In February of 1913, the headquarters in charge of Ottoman military forces on both sides of the Dardanelles, the Çannakale Straits Forces and Fortifications Command, possessed sixteen squadrons of cavalry.1 One of these was the single organic squadron of the 27th Nizam Division. Three were independent squadrons that reported directly to the general officer commanding the formation, Brigadier General Fahri Pasha. The twelve remaining squadrons belonged to a one-of-a-kind organization called the Menderes Detachment.2
Assembled for service on the Asian side of the Dardanelles, the Menderes Detachment also possessed eight territorial (redif) infantry battalions, eight batteries of field artillery, and a single company of machine guns. It was thus well suited for its definitive task of locating any hostile landing force that came ashore along the long coast south of the straits and delaying it until Ottoman infantry divisions arrived.

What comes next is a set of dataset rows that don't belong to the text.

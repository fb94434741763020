mod logging;
mod repl;

use anyhow::Context;
use clap::{Parser, Subcommand};
use sienna_core::{ActivityTracker, Messenger, SiennaConfig};
use sienna_expression::{InactivityWatcher, LogRetention, ReminderDispatcher, SegmentDelivery};
use sienna_memory::{FileWatchSynchronizer, MtimePoller, UserRecordStore};
use sienna_reasoning::{providers, ChatEngine, EngineSettings};
use std::path::PathBuf;
use std::sync::Arc;
use std::time::Duration;
use tracing::{info, warn};

#[derive(Parser, Debug)]
#[command(name = "sienna", author, version, about, long_about = None)]
struct Args {
    /// Path to the TOML config file
    #[arg(short, long, env = "SIENNA_CONFIG", default_value = "sienna.toml")]
    config: PathBuf,

    /// Override the directory holding the user record files
    #[arg(long)]
    data_dir: Option<PathBuf>,

    /// Use the mock model backend
    #[arg(long)]
    mock: bool,

    /// Emit logs as JSON lines
    #[arg(long)]
    log_json: bool,

    /// Write logs to a daily-rolling file in this directory
    #[arg(long, env = "SIENNA_LOG_DIR")]
    log_dir: Option<PathBuf>,

    #[command(subcommand)]
    command: Option<Command>,
}

#[derive(Subcommand, Debug)]
enum Command {
    /// Run the HTTP gateway and the background loops (default)
    Serve,
    /// Chat with the companion in the terminal
    Chat {
        /// User id to chat as
        #[arg(short, long, default_value = "1000")]
        user: String,
    },
}

#[tokio::main]
async fn main() -> anyhow::Result<()> {
    dotenv::dotenv().ok();
    let args = Args::parse();
    let _log_guard = logging::init(args.log_json, args.log_dir.as_deref());

    let mut config = SiennaConfig::load_or_default(&args.config);
    if let Some(dir) = args.data_dir {
        config.storage.data_dir = dir;
    }
    if args.mock {
        config.llm.provider = "mock".to_string();
    }

    info!("Loading user records from {}...", config.storage.data_dir.display());
    let store = Arc::new(UserRecordStore::new(
        &config.storage.data_dir,
        &config.bot.default_companion_name,
    ));
    let loaded = store
        .load_all()
        .await
        .with_context(|| format!("Cannot open data directory {}", config.storage.data_dir.display()))?;
    info!("Loaded {} user records", loaded);

    let client = providers::create_client(&config.llm)?;
    let activity = Arc::new(ActivityTracker::new());
    let engine = Arc::new(ChatEngine::new(
        store.clone(),
        client,
        activity.clone(),
        EngineSettings::from_config(&config),
    ));

    let command = args.command.unwrap_or(Command::Serve);
    let terminal: Arc<dyn Messenger> = Arc::new(repl::StdoutMessenger::new(&config.bot.default_companion_name));
    let messenger = match &command {
        Command::Chat { .. } => Some(terminal.clone()),
        Command::Serve => outbound_messenger(&config),
    };

    spawn_background(&config, &store, &activity, messenger);

    match command {
        Command::Chat { user } => {
            let delivery = SegmentDelivery::new(terminal, Duration::from_millis(config.bot.segment_delay_ms));
            tokio::select! {
                result = repl::run(engine, delivery, user) => result?,
                _ = tokio::signal::ctrl_c() => info!("Interrupted"),
            }
        }
        Command::Serve => serve(&config, engine).await?,
    }

    let saved = store.save_all().await;
    info!("Saved {} user records. Bye.", saved);
    Ok(())
}

#[cfg(feature = "discord")]
fn outbound_messenger(config: &SiennaConfig) -> Option<Arc<dyn Messenger>> {
    match &config.discord {
        Some(discord) => Some(Arc::new(sienna_discord::DiscordMessenger::from_config(discord))),
        None => {
            warn!("DISCORD_TOKEN not set: nudges, reminders and sync notices will not be delivered");
            None
        }
    }
}

#[cfg(not(feature = "discord"))]
fn outbound_messenger(_config: &SiennaConfig) -> Option<Arc<dyn Messenger>> {
    warn!("Built without Discord support: outbound messages are disabled");
    None
}

#[cfg(feature = "gateway")]
async fn serve(config: &SiennaConfig, engine: Arc<ChatEngine>) -> anyhow::Result<()> {
    let server = sienna_gateway::GatewayServer::new(engine, &config.gateway.host, config.gateway.port);
    let handle = server.start();
    tokio::select! {
        _ = tokio::signal::ctrl_c() => info!("Shutting down..."),
        result = handle => result.context("Gateway task failed")?,
    }
    Ok(())
}

#[cfg(not(feature = "gateway"))]
async fn serve(_config: &SiennaConfig, _engine: Arc<ChatEngine>) -> anyhow::Result<()> {
    info!("Built without the gateway; running background loops only");
    tokio::signal::ctrl_c().await?;
    Ok(())
}

/// Start the loops that run until process exit.
fn spawn_background(
    config: &SiennaConfig,
    store: &Arc<UserRecordStore>,
    activity: &Arc<ActivityTracker>,
    messenger: Option<Arc<dyn Messenger>>,
) {
    let storage = &config.storage;
    let bot = &config.bot;

    let poller = MtimePoller::new(store.clone(), Duration::from_secs(storage.watch_interval_secs));
    let mut sync = FileWatchSynchronizer::new(store.clone(), poller);
    if let Some(m) = &messenger {
        sync = sync.with_notifier(m.clone());
    }
    tokio::spawn(sync.run());

    let retention = LogRetention::new(store.clone(), storage.log_high_water, storage.log_keep);
    tokio::spawn(retention.run(Duration::from_secs(storage.retention_interval_secs)));

    let Some(messenger) = messenger else {
        return;
    };
    let watcher = InactivityWatcher::new(
        store.clone(),
        activity.clone(),
        messenger.clone(),
        Duration::from_secs(bot.inactivity_threshold_secs),
    );
    tokio::spawn(watcher.run(Duration::from_secs(bot.inactivity_interval_secs)));

    let reminders = ReminderDispatcher::new(store.clone(), messenger);
    tokio::spawn(reminders.run(Duration::from_secs(bot.reminder_interval_secs)));
    info!("Background loops started");
}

Source: Hans Rohde, Die Operationen an Den Dardanellen im Balkankriege 1912/13 (Berlin: R. Eisenschmidt, 1914), pages 132-136
For further reading: Edward Erickson’s examination of the great events of 1915 and 1916, Gallipoli: The Ottoman Campaign, begins with a brief but informative précis of the fight for the Dardanelles in 1913.
Çannakale, which also served as the name of the largest town on the straits, is the Turkish word for “Dardanelles.”
Menderes is the Turkish word for a meandering river that empties into the Aegean Sea south of the Straits. Indeed, it is from the Greek name for this serpentine watercourse that we get the English verb “meander.”